I'm wondering if there is a convention for naming a foreign key field in Django that is mapped to another field with to_field
. For example, should the Django field name be the model name and the database field name be the column name or is that confusing?
class Stations(models.Model):
name = models.CharField()
observations = models.ForeignKey(Observations,
to_field='zone_code'
db_column='zone_code')
class Observations(models.Model):
zone_code = models.IntegerField(unique=True)

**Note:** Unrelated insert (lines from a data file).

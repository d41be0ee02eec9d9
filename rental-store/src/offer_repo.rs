use async_trait::async_trait;
use chrono::{DateTime, Utc};
use rental_catalog::{sort_tariffs, NewPrice, Price};
use rental_core::repository::{OfferRepository, OfferUpdate};
use rental_core::{Address, CoreError, CoreResult};
use rental_offer::{general_rating, BoardOffer, NewOffer, NewRating, Offer, OfferDetail, OfferFilter, OfferPatch, Rating};
use sqlx::PgPool;
use std::collections::HashMap;
use uuid::Uuid;

use crate::database::db_err;

pub struct PgOfferRepository {
    pool: PgPool,
}

impl PgOfferRepository {
    pub fn new(pool: PgPool) -> Self {
        Self { pool }
    }

    async fn ensure_offer(&self, offer_id: Uuid) -> CoreResult<()> {
        let exists: Option<(Uuid,)> = sqlx::query_as("SELECT id FROM offers WHERE id = $1")
            .bind(offer_id)
            .fetch_optional(&self.pool)
            .await
            .map_err(db_err)?;

        exists.map(|_| ()).ok_or_else(|| CoreError::not_found("offer", offer_id))
    }

    /// Attaches prices and ratings to a page of offers with one query each.
    async fn load_details(&self, rows: Vec<OfferDetailRow>) -> CoreResult<Vec<OfferDetail>> {
        let ids: Vec<Uuid> = rows.iter().map(|r| r.offer.id).collect();

        let price_rows: Vec<PriceRow> = sqlx::query_as(&format!("{} WHERE offer_id = ANY($1)", PRICE_SELECT))
            .bind(&ids)
            .fetch_all(&self.pool)
            .await
            .map_err(db_err)?;

        let rating_rows: Vec<RatingRow> = sqlx::query_as(&format!("{} WHERE offer_id = ANY($1)", RATING_SELECT))
            .bind(&ids)
            .fetch_all(&self.pool)
            .await
            .map_err(db_err)?;

        let mut prices: HashMap<Uuid, Vec<Price>> = HashMap::new();
        for row in price_rows {
            let price = Price::try_from(row)?;
            prices.entry(price.offer_id).or_default().push(price);
        }

        let mut ratings: HashMap<Uuid, Vec<Rating>> = HashMap::new();
        for row in rating_rows {
            let rating = Rating::from(row);
            ratings.entry(rating.offer_id).or_default().push(rating);
        }

        Ok(rows
            .into_iter()
            .map(|row| {
                let mut offer_prices = prices.remove(&row.offer.id).unwrap_or_default();
                sort_tariffs(&mut offer_prices);
                let offer_ratings = ratings.remove(&row.offer.id).unwrap_or_default();

                OfferDetail {
                    general_rating: general_rating(offer_ratings.iter().map(|r| r.mark)),
                    offer: row.offer.into(),
                    product: row.product,
                    category: row.category,
                    prices: offer_prices,
                    ratings: offer_ratings,
                }
            })
            .collect())
    }
}

const OFFER_COLUMNS: &str = "o.id, o.is_active, o.description, o.count, o.is_for_child, o.is_female, \
     o.is_male, o.is_unisex, o.product_id, o.rental_point_id, o.created_at";

fn detail_select() -> String {
    format!(
        r#"
        SELECT {}, p.name AS product, c.name AS category
        FROM offers o
        JOIN rental_points rp ON rp.id = o.rental_point_id
        JOIN companies co ON co.id = rp.company_id
        LEFT JOIN products p ON p.id = o.product_id
        LEFT JOIN categories c ON c.id = p.category_id
        "#,
        OFFER_COLUMNS
    )
}

const PRICE_SELECT: &str =
    "SELECT id, offer_id, time_from, time_from_unit, price_per_time, price_per_time_unit FROM prices";

const RATING_SELECT: &str = "SELECT id, offer_id, user_id, mark, comment FROM ratings";

#[derive(sqlx::FromRow)]
struct OfferRow {
    id: Uuid,
    is_active: bool,
    description: String,
    count: i32,
    is_for_child: bool,
    is_female: bool,
    is_male: bool,
    is_unisex: bool,
    product_id: Option<Uuid>,
    rental_point_id: Uuid,
    created_at: DateTime<Utc>,
}

impl From<OfferRow> for Offer {
    fn from(row: OfferRow) -> Self {
        Offer {
            id: row.id,
            is_active: row.is_active,
            description: row.description,
            count: row.count,
            is_for_child: row.is_for_child,
            is_female: row.is_female,
            is_male: row.is_male,
            is_unisex: row.is_unisex,
            product_id: row.product_id,
            rental_point_id: row.rental_point_id,
            created_at: row.created_at,
        }
    }
}

#[derive(sqlx::FromRow)]
struct OfferDetailRow {
    #[sqlx(flatten)]
    offer: OfferRow,
    product: Option<String>,
    category: Option<String>,
}

#[derive(sqlx::FromRow)]
struct BoardRow {
    #[sqlx(flatten)]
    offer: OfferRow,
    address: String,
    city: Option<String>,
}

#[derive(sqlx::FromRow)]
struct PriceRow {
    id: Uuid,
    offer_id: Uuid,
    time_from: i32,
    time_from_unit: String,
    price_per_time: f64,
    price_per_time_unit: String,
}

impl TryFrom<PriceRow> for Price {
    type Error = CoreError;

    fn try_from(row: PriceRow) -> Result<Self, Self::Error> {
        Ok(Price {
            id: row.id,
            offer_id: row.offer_id,
            time_from: row.time_from,
            time_from_unit: row.time_from_unit.parse()?,
            price_per_time: row.price_per_time,
            price_per_time_unit: row.price_per_time_unit.parse()?,
        })
    }
}

#[derive(sqlx::FromRow)]
struct RatingRow {
    id: Uuid,
    offer_id: Uuid,
    user_id: Uuid,
    mark: i16,
    comment: String,
}

impl From<RatingRow> for Rating {
    fn from(row: RatingRow) -> Self {
        Rating { id: row.id, offer_id: row.offer_id, user_id: row.user_id, mark: row.mark, comment: row.comment }
    }
}

#[async_trait]
impl OfferRepository for PgOfferRepository {
    async fn create_offer(&self, offer: NewOffer) -> CoreResult<Offer> {
        offer.validate()?;
        let offer = offer.into_offer();

        sqlx::query(
            r#"
            INSERT INTO offers (id, is_active, description, count, is_for_child, is_female, is_male, is_unisex,
                                product_id, rental_point_id, created_at)
            VALUES ($1, $2, $3, $4, $5, $6, $7, $8, $9, $10, $11)
            "#,
        )
        .bind(offer.id)
        .bind(offer.is_active)
        .bind(&offer.description)
        .bind(offer.count)
        .bind(offer.is_for_child)
        .bind(offer.is_female)
        .bind(offer.is_male)
        .bind(offer.is_unisex)
        .bind(offer.product_id)
        .bind(offer.rental_point_id)
        .bind(offer.created_at)
        .execute(&self.pool)
        .await
        .map_err(db_err)?;

        Ok(offer)
    }

    async fn update_offer(&self, id: Uuid, patch: OfferPatch) -> CoreResult<OfferUpdate> {
        patch.validate()?;

        let mut tx = self.pool.begin().await.map_err(db_err)?;

        // Same row lock as reservation transitions, so an edit never races
        // a stock adjustment.
        let row: Option<OfferRow> =
            sqlx::query_as(&format!("SELECT {} FROM offers o WHERE o.id = $1 FOR UPDATE", OFFER_COLUMNS))
                .bind(id)
                .fetch_optional(&mut *tx)
                .await
                .map_err(db_err)?;

        let mut offer = Offer::from(row.ok_or_else(|| CoreError::not_found("offer", id))?);
        let previous_count = offer.count;
        patch.apply(&mut offer);

        sqlx::query(
            r#"
            UPDATE offers
            SET is_active = $2, description = $3, count = $4, is_for_child = $5, is_female = $6,
                is_male = $7, is_unisex = $8, product_id = $9, rental_point_id = $10
            WHERE id = $1
            "#,
        )
        .bind(offer.id)
        .bind(offer.is_active)
        .bind(&offer.description)
        .bind(offer.count)
        .bind(offer.is_for_child)
        .bind(offer.is_female)
        .bind(offer.is_male)
        .bind(offer.is_unisex)
        .bind(offer.product_id)
        .bind(offer.rental_point_id)
        .execute(&mut *tx)
        .await
        .map_err(db_err)?;

        tx.commit().await.map_err(db_err)?;

        Ok(OfferUpdate { offer, previous_count })
    }

    async fn delete_offer(&self, id: Uuid) -> CoreResult<()> {
        let result = sqlx::query("DELETE FROM offers WHERE id = $1")
            .bind(id)
            .execute(&self.pool)
            .await
            .map_err(db_err)?;

        if result.rows_affected() == 0 {
            return Err(CoreError::not_found("offer", id));
        }
        Ok(())
    }

    async fn get_offer(&self, id: Uuid) -> CoreResult<Option<OfferDetail>> {
        let row: Option<OfferDetailRow> = sqlx::query_as(&format!("{} WHERE o.id = $1", detail_select()))
            .bind(id)
            .fetch_optional(&self.pool)
            .await
            .map_err(db_err)?;

        match row {
            Some(row) => Ok(self.load_details(vec![row]).await?.pop()),
            None => Ok(None),
        }
    }

    async fn list_offers(&self, filter: &OfferFilter) -> CoreResult<Vec<OfferDetail>> {
        let [category, city, company] = filter.like_patterns();

        let rows: Vec<OfferDetailRow> = sqlx::query_as(&format!(
            r#"
            {}
            WHERE ($1::text IS NULL OR c.name ILIKE $1)
              AND ($2::text IS NULL OR rp.city ILIKE $2)
              AND ($3::text IS NULL OR co.name ILIKE $3)
            ORDER BY o.created_at DESC
            "#,
            detail_select()
        ))
        .bind(category)
        .bind(city)
        .bind(company)
        .fetch_all(&self.pool)
        .await
        .map_err(db_err)?;

        self.load_details(rows).await
    }

    async fn list_rental_point_offers(&self, rental_point_id: Uuid) -> CoreResult<Vec<OfferDetail>> {
        let rows: Vec<OfferDetailRow> = sqlx::query_as(&format!(
            "{} WHERE o.rental_point_id = $1 ORDER BY o.created_at DESC",
            detail_select()
        ))
        .bind(rental_point_id)
        .fetch_all(&self.pool)
        .await
        .map_err(db_err)?;

        self.load_details(rows).await
    }

    async fn board_offers(&self) -> CoreResult<Vec<BoardOffer>> {
        let rows: Vec<BoardRow> = sqlx::query_as(&format!(
            r#"
            SELECT {}, rp.address, rp.city
            FROM offers o
            JOIN rental_points rp ON rp.id = o.rental_point_id
            WHERE o.is_active
            ORDER BY o.created_at DESC
            "#,
            OFFER_COLUMNS
        ))
        .fetch_all(&self.pool)
        .await
        .map_err(db_err)?;

        Ok(rows
            .into_iter()
            .map(|row| {
                let address = Address { address: row.address, city: row.city, ..Default::default() };
                BoardOffer::new(&row.offer.into(), address.to_string())
            })
            .collect())
    }

    async fn add_price(&self, offer_id: Uuid, price: NewPrice) -> CoreResult<Price> {
        price.validate()?;
        self.ensure_offer(offer_id).await?;
        let price = price.into_price(offer_id);

        sqlx::query(
            r#"
            INSERT INTO prices (id, offer_id, time_from, time_from_unit, price_per_time, price_per_time_unit)
            VALUES ($1, $2, $3, $4, $5, $6)
            "#,
        )
        .bind(price.id)
        .bind(price.offer_id)
        .bind(price.time_from)
        .bind(price.time_from_unit.as_str())
        .bind(price.price_per_time)
        .bind(price.price_per_time_unit.as_str())
        .execute(&self.pool)
        .await
        .map_err(db_err)?;

        Ok(price)
    }

    async fn list_prices(&self, offer_id: Uuid) -> CoreResult<Vec<Price>> {
        self.ensure_offer(offer_id).await?;

        let rows: Vec<PriceRow> = sqlx::query_as(&format!("{} WHERE offer_id = $1", PRICE_SELECT))
            .bind(offer_id)
            .fetch_all(&self.pool)
            .await
            .map_err(db_err)?;

        let mut prices = rows.into_iter().map(Price::try_from).collect::<CoreResult<Vec<_>>>()?;
        sort_tariffs(&mut prices);
        Ok(prices)
    }

    async fn add_rating(&self, offer_id: Uuid, user_id: Uuid, rating: NewRating) -> CoreResult<Rating> {
        rating.validate()?;
        self.ensure_offer(offer_id).await?;
        let rating = rating.into_rating(offer_id, user_id);

        sqlx::query("INSERT INTO ratings (id, offer_id, user_id, mark, comment) VALUES ($1, $2, $3, $4, $5)")
            .bind(rating.id)
            .bind(rating.offer_id)
            .bind(rating.user_id)
            .bind(rating.mark)
            .bind(&rating.comment)
            .execute(&self.pool)
            .await
            .map_err(db_err)?;

        Ok(rating)
    }

    async fn list_ratings(&self, offer_id: Uuid) -> CoreResult<Vec<Rating>> {
        self.ensure_offer(offer_id).await?;

        let rows: Vec<RatingRow> = sqlx::query_as(&format!("{} WHERE offer_id = $1", RATING_SELECT))
            .bind(offer_id)
            .fetch_all(&self.pool)
            .await
            .map_err(db_err)?;

        Ok(rows.into_iter().map(Into::into).collect())
    }
}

metric_a = models.IntegerField()
metric_a = models.IntegerField()
It doesn't really make sense to have this:
class Stations(models.Model):
name = models.CharField()
observations = models.ForeignKey(Observations,
to_field='zone_code')
class Observations(models.Model):
zone_code = models.IntegerField(unique=True)
metric_a = models.IntegerField()
metric_a = models.IntegerField()
nor this
class Stations(models.Model):
name = models.CharField()
zone_code = models.ForeignKey(Observations,
to_field='zone_code')
class Observations(models.Model):
zone_code = models.IntegerField(unique=True)
metric_a = models.IntegerField()
metric_a = models.IntegerField()
because then you end up with observations_id
or zone_code_id
when the column in the database is actually the zone_code. Anyone have this issue before?